If you have some boneless chicken around and you’re looking for a quick and easy dinner solution, look no further than this Asian-style Orange Chicken recipe.
The great thing about this recipe is that it can be as lean or as indulgent as your like, depending on whether you batter and fry your chicken … or not. I often make it without the batter and frying step, just pan-frying the chicken instead. You could also try a panko breading on this (dip in flour, then egg, then panko).
Serve this chicken dish with fresh, steamed broccoli and a side of your favourite rice.
Asian Style Orange Chicken
Summary: If you’d like to batter and fry your chicken pieces, follow the instructions for battering the chicken. If you’d prefer your dish leaner, simply salt and pepper the chicken and fry without any oil in a non-stick frying pan.
- 2 chicken breasts, cut into bite-sized pieces
- For the Orange Sauce:
- 1 1/2 cups water
- 1/4 cup orange juice
- 1/4 cup lemon juice
- 1/4 cup rice vinegar
- 2 1/2 Tbsp. soy sauce
- 1 Tbsp. grated orange zest
- 1 cup light brown sugar, packed
- 1/2 tsp. fresh ginger, grated
- 1/2 tsp. garlic, minced
- 1/4 tsp. red pepper flakes
- Optional: A bit of asian-style hot sauce, like sriracha or similar chili-pepper sauce (I use 1-2 tsp. Sambal Oleek).
- 3 Tbsp. cornstarch
- 2 Tbsp. water
- For Chicken Batter (if using):
- 1/2 cup water
- 6 Tbsp. all-purpose flour
- 3 Tbsp.corn starch
- 1/2 teaspoon baking soda
- 1/2 egg
- 1 teaspoon vegetable oil
- Pinch of salt
- For Garnish:
- Green onion, slices diagonally
- Sesame Seeds
- Combine all the orange sauce ingredients except the cornstarch and the 2 Tbsp. of water in a saucepan over medium-high heat. Bring to a boil, stirring. Turn heat to low and let simmer, stirring occasionally. Meanwhile, combine the 3 Tbsp. of cornstarch and 2 Tbsp. of water in a small bowl and set aside.
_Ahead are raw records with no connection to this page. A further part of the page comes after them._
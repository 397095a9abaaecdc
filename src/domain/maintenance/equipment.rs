use chrono::NaiveDate;
use uuid::Uuid;

#[derive(Debug, Clone)]
pub struct Equipment {
    pub id: Uuid,
    pub name: String,
    pub serial_number: String,
    pub department: String,
    pub owner_name: String,
    pub location: String,
    pub purchase_date: Option<NaiveDate>,
    pub warranty_expiry: Option<NaiveDate>,
    pub maintenance_team_id: Option<Uuid>,
    pub maintenance_team_name: Option<String>,
    pub is_active: bool,
    pub notes: String,
    pub open_request_count: i64,
    pub created_at: chrono::DateTime<chrono::Utc>,
}
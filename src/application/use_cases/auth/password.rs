use argon2::{
    Argon2,
    password_hash::{PasswordHash, PasswordHasher, PasswordVerifier, SaltString},
};
use password_hash::rand_core::OsRng;

pub fn hash_password(plain: &str) -> anyhow::Result<String> {
    let salt = SaltString::generate(&mut OsRng);
    let hash = Argon2::default()
        .hash_password(plain.as_bytes(), &salt)
        .map_err(|e| anyhow::anyhow!(e.to_string()))?
        .to_string();
    Ok(hash)
}

/// Malformed hashes never verify.
pub fn verify_password(plain: &str, hash: &str) -> bool {
    match PasswordHash::new(hash) {
        Ok(parsed) => Argon2::default()
            .verify_password(plain.as_bytes(), &parsed)
            .is_ok(),
        Err(_) => false,
    }
}

#[cfg(test)]
mod tests {
    use super::*;

    #[test]
    fn verifies_only_the_original_password() {
        let hash = hash_password("password123").unwrap();
        assert!(verify_password("password123", &hash));
        assert!(!verify_password("password124", &hash));
        assert!(!verify_password("password123", "not-a-phc-string"));
    }
}
pub mod db;
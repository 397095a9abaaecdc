pub mod equipment;
pub mod notification;
pub mod request;
pub mod team;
- If using chicken batter: Mix the batter ingredients together in a bowl and dip the chicken meat into the batter. Heat up a pot or wok of cooking oil. When the cooking oil is hot enough for frying, drop the chicken pieces into the oil and deep fry them until they turn golden brown and crispy. Transfer them out onto a plate with a slotted spoon, allowing excess oil to drip back into the pot.
- If not using batter: Salt and pepper the cut chicken . Heat a non-stick frying pan or wok and cook chicken until golden and cooked through. Remove to a plate.
- When chicken is almost done, turn the heat on the sauce back up medium. Stir the cornstarch and water mixture into the sauce. Stir for a minute or two until thickened then remove from heat.
- Pour over cooked chicken on plate. Sprinkle with sliced green onions and sesame seeds.
- Excellent served with steamed broccoli and a side of brown or white rice.